I was honored as the mother to my children by my late husband.....

I expect nothing this year.....haven't for years from the tweedles. I had the courage to ask both kt & wm if they were grateful to have me in their lives. kt, of course, told me that she was grateful & loved being my daughter. wm, on the other hand, is focusing on bio mom ~ how life would be so much better with her.

My response to kt was "if you're so grateful to be my daughter, why do those words not match your actions, your choices, your daily verbal bullying". kt got very sheepish & made some off hand excuse - I'm 16 what do you expect.

"I expect a level of respect that is due to all members of your family. I expect to be treated better than you treat a complete stranger or your closest friends."

I saw my therapist yesterday & mentioned the thread on this board about child envy. I discussed how committed the mothers on this board are every day. How that thread really affected me.

The bottom line is that I can't say honestly that I love kt & wm. I know I don't like them much. Honestly, I don't know that I'd throw myself in front of a bus to save them. I have fantasies of them finding their bio mum & moving back in with her.
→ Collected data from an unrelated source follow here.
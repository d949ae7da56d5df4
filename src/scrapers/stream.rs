//! Lazy lead streams backed by a producer task.
//!
//! The producer runs in its own task and pushes leads through a bounded
//! channel, so fetching stays at most one page ahead of the consumer. Dropping
//! or closing the stream stops the producer.

use std::future::Future;

use tokio::sync::mpsc;
use tokio::task::JoinHandle;
use tracing::error;

use super::ScrapeError;
use crate::models::RawLead;

/// One item from a lead stream.
pub type LeadResult = Result<RawLead, ScrapeError>;

/// Default channel capacity between producer and consumer.
pub const DEFAULT_STREAM_CAPACITY: usize = 64;

/// Sending half handed to a producer.
#[derive(Clone)]
pub struct LeadSink {
    tx: mpsc::Sender<LeadResult>,
}

impl LeadSink {
    /// Send a lead. Returns false once the consumer has gone away.
    pub async fn send(&self, lead: RawLead) -> bool {
        self.tx.send(Ok(lead)).await.is_ok()
    }

    /// True once the consumer has dropped or closed the stream.
    pub fn is_closed(&self) -> bool {
        self.tx.is_closed()
    }
}

/// A finite, lazily produced sequence of raw leads.
pub struct LeadStream {
    receiver: mpsc::Receiver<LeadResult>,
    producer: Option<JoinHandle<()>>,
}

impl LeadStream {
    /// Run `produce` in a new task. An error it returns becomes the last item.
    pub fn spawn<F, Fut>(capacity: usize, produce: F) -> Self
    where
        F: FnOnce(LeadSink) -> Fut,
        Fut: Future<Output = Result<(), ScrapeError>> + Send + 'static,
    {
        let (tx, receiver) = mpsc::channel(capacity.max(1));
        let producing = produce(LeadSink { tx: tx.clone() });
        let producer = tokio::spawn(async move {
            if let Err(e) = producing.await {
                let _ = tx.send(Err(e)).await;
            }
        });

        Self {
            receiver,
            producer: Some(producer),
        }
    }

    /// A stream over fixed items.
    pub fn from_results(items: Vec<LeadResult>) -> Self {
        Self::spawn(DEFAULT_STREAM_CAPACITY, |sink| async move {
            for item in items {
                let sent = match item {
                    Ok(lead) => sink.send(lead).await,
                    Err(e) => return Err(e),
                };
                if !sent {
                    break;
                }
            }
            Ok(())
        })
    }

    /// A stream that yields nothing.
    pub fn empty() -> Self {
        Self::from_results(Vec::new())
    }

    /// Next lead, or `None` once the producer is done.
    ///
    /// A producer panic is reported as a final error item.
    pub async fn next(&mut self) -> Option<LeadResult> {
        if let Some(item) = self.receiver.recv().await {
            return Some(item);
        }
        let producer = self.producer.take()?;
        match producer.await {
            Err(e) if e.is_panic() => {
                error!("Lead producer panicked");
                Some(Err(ScrapeError::ProducerPanicked))
            }
            _ => None,
        }
    }

    /// Stop the producer and discard anything buffered.
    pub fn close(&mut self) {
        self.receiver.close();
        if let Some(producer) = self.producer.take() {
            producer.abort();
        }
    }
}

impl Drop for LeadStream {
    fn drop(&mut self) {
        if let Some(producer) = self.producer.take() {
            producer.abort();
        }
    }
}

#[cfg(test)]
mod tests {
    use super::*;
    use std::sync::atomic::{AtomicUsize, Ordering};
    use std::sync::Arc;

    #[tokio::test]
    async fn test_producer_error_is_last_item() {
        let mut stream = LeadStream::spawn(4, |sink| async move {
            sink.send(RawLead::named("A")).await;
            Err(ScrapeError::Other("page 2 failed".into()))
        });

        assert!(stream.next().await.unwrap().is_ok());
        assert!(matches!(stream.next().await, Some(Err(ScrapeError::Other(_)))));
        assert!(stream.next().await.is_none());
    }

    #[tokio::test]
    async fn test_panicking_producer_reported() {
        let mut stream = LeadStream::spawn(4, |_sink| async move {
            if true {
                panic!("boom");
            }
            Ok(())
        });

        assert!(matches!(
            stream.next().await,
            Some(Err(ScrapeError::ProducerPanicked))
        ));
        assert!(stream.next().await.is_none());
    }

    #[tokio::test]
    async fn test_dropping_stream_stops_producer() {
        let produced = Arc::new(AtomicUsize::new(0));
        let counter = produced.clone();
        let mut stream = LeadStream::spawn(1, move |sink| async move {
            loop {
                if !sink.send(RawLead::named("X")).await {
                    return Ok(());
                }
                counter.fetch_add(1, Ordering::SeqCst);
            }
        });

        for _ in 0..3 {
            stream.next().await.unwrap().unwrap();
        }
        drop(stream);
        tokio::time::sleep(std::time::Duration::from_millis(20)).await;
        let after_drop = produced.load(Ordering::SeqCst);
        tokio::time::sleep(std::time::Duration::from_millis(20)).await;
        assert_eq!(produced.load(Ordering::SeqCst), after_drop);
        // Bounded channel keeps the producer close behind the consumer.
        assert!(after_drop <= 5);
    }
}
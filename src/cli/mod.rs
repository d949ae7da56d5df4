//! Command-line interface for the `harvest` binary.

mod commands;
mod helpers;

pub use commands::{is_verbose, run};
I have fantasies of being arrested & put in jail for respite.

I'm not posting this for the hugs or the I'm sorry kind of stuff. Just want to know if any of you no longer feel the love a parent should have for their children.
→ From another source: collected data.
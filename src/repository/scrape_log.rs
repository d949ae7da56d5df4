//! Run log repository.

use std::collections::HashMap;

use diesel::prelude::*;
use diesel_async::{AsyncConnection, RunQueryDsl};

use super::models::{NewScrapeLog, ScrapeLogRecord};
use super::pool::{DbError, SqlitePool};
use super::source::last_insert_id;
use super::util::{now_timestamp, parse_datetime, parse_datetime_opt};
use crate::models::{RunStatus, ScrapeLog, ScrapeStats};
use crate::schema::{scrape_logs, sources};

fn to_log(record: ScrapeLogRecord, source_name: Option<String>) -> ScrapeLog {
    ScrapeLog {
        id: record.id,
        source_id: record.source_id,
        source_name,
        status: RunStatus::from_str(&record.status).unwrap_or(RunStatus::Failed),
        leads_scraped: record.leads_scraped,
        error_message: record.error_message,
        started_at: parse_datetime(&record.started_at),
        completed_at: parse_datetime_opt(record.completed_at),
    }
}

/// Repository for harvest run logs.
#[derive(Clone)]
pub struct ScrapeLogRepository {
    pool: SqlitePool,
}

impl ScrapeLogRepository {
    pub fn new(pool: SqlitePool) -> Self {
        Self { pool }
    }

    /// Record the start of a run and return the log ID.
    pub async fn start(&self, source_id: i64) -> Result<i64, DbError> {
        let now = now_timestamp();
        let mut conn = self.pool.writer().await?;
        conn.transaction(|conn| {
            Box::pin(async move {
                diesel::insert_into(scrape_logs::table)
                    .values(NewScrapeLog {
                        source_id,
                        status: RunStatus::Started.as_str(),
                        leads_scraped: 0,
                        started_at: &now,
                    })
                    .execute(conn)
                    .await?;
                last_insert_id(conn).await
            })
        })
        .await
    }

    /// Update a run's status and lead count.
    ///
    /// Terminal statuses also stamp `completed_at`.
    pub async fn finish(
        &self,
        log_id: i64,
        status: RunStatus,
        leads_scraped: i64,
        error_message: Option<&str>,
    ) -> Result<(), DbError> {
        let completed_at = status.is_terminal().then(now_timestamp);
        let mut conn = self.pool.writer().await?;

        diesel::update(scrape_logs::table.find(log_id))
            .set((
                scrape_logs::status.eq(status.as_str()),
                scrape_logs::leads_scraped.eq(leads_scraped),
                scrape_logs::error_message.eq(error_message),
                scrape_logs::completed_at.eq(completed_at),
            ))
            .execute(&mut *conn)
            .await?;

        Ok(())
    }

    /// Get a log by ID.
    pub async fn get(&self, log_id: i64) -> Result<Option<ScrapeLog>, DbError> {
        let mut conn = self.pool.get().await?;

        let record = scrape_logs::table
            .find(log_id)
            .select(ScrapeLogRecord::as_select())
            .first(&mut conn)
            .await
            .optional()?;

        let Some(record) = record else {
            return Ok(None);
        };
        let name = sources::table
            .find(record.source_id)
            .select(sources::name)
            .first::<String>(&mut conn)
            .await
            .optional()?;
        Ok(Some(to_log(record, name)))
    }

    /// Most recent runs first, optionally for one source.
    pub async fn recent(
        &self,
        limit: i64,
        source_id: Option<i64>,
    ) -> Result<Vec<ScrapeLog>, DbError> {
        let mut conn = self.pool.get().await?;

        let mut q = scrape_logs::table
            .select(ScrapeLogRecord::as_select())
            .into_boxed();
        if let Some(id) = source_id {
            q = q.filter(scrape_logs::source_id.eq(id));
        }
        let records = q
            .order((scrape_logs::started_at.desc(), scrape_logs::id.desc()))
            .limit(limit.max(0))
            .load(&mut conn)
            .await?;

        let names: HashMap<i64, String> = sources::table
            .select((sources::id, sources::name))
            .load::<(i64, String)>(&mut conn)
            .await?
            .into_iter()
            .collect();

        Ok(records
            .into_iter()
            .map(|r| {
                let name = names.get(&r.source_id).cloned();
                to_log(r, name)
            })
            .collect())
    }

    /// Aggregate run statistics, optionally for one source.
    pub async fn stats(&self, source_id: Option<i64>) -> Result<ScrapeStats, DbError> {
        let mut conn = self.pool.get().await?;

        let mut q = scrape_logs::table
            .select((scrape_logs::status, scrape_logs::leads_scraped))
            .into_boxed();
        if let Some(id) = source_id {
            q = q.filter(scrape_logs::source_id.eq(id));
        }
        let rows: Vec<(String, i64)> = q.load(&mut conn).await?;

        let mut stats = ScrapeStats::default();
        for (status, leads) in rows {
            stats.total_runs += 1;
            stats.total_leads += leads;
            match RunStatus::from_str(&status) {
                Some(RunStatus::Success) => stats.successful += 1,
                Some(RunStatus::Failed) => stats.failed += 1,
                _ => {}
            }
        }
        Ok(stats)
    }
}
My reality of mother's day is that I'm not a mom ~ I'm a caregiver & guardian.
 

Mom2oddson

Active Member
~ I'm a caregiver & guardian.

In my book - that is the definition of being a Mom. Whether you are shown respect/appreciation/kindness in response doesn't matter. The fact that you never turned your back on your kids shows that you are a fantastic, wonderful, inspiring Mom.
 

AnnieO

Shooting from the Hip
Linda...

I know how you feel... Somedays I feel like that's the only reason I'm here. But M2O is right.

:hugs:
 

Jena

New Member
yes i'm feeling it too this year.......... yet truth is you are a mom, and what you do is exactly what moms do.

somedays' we're therapists, nurses, policeman lol, bouncers :) car service.....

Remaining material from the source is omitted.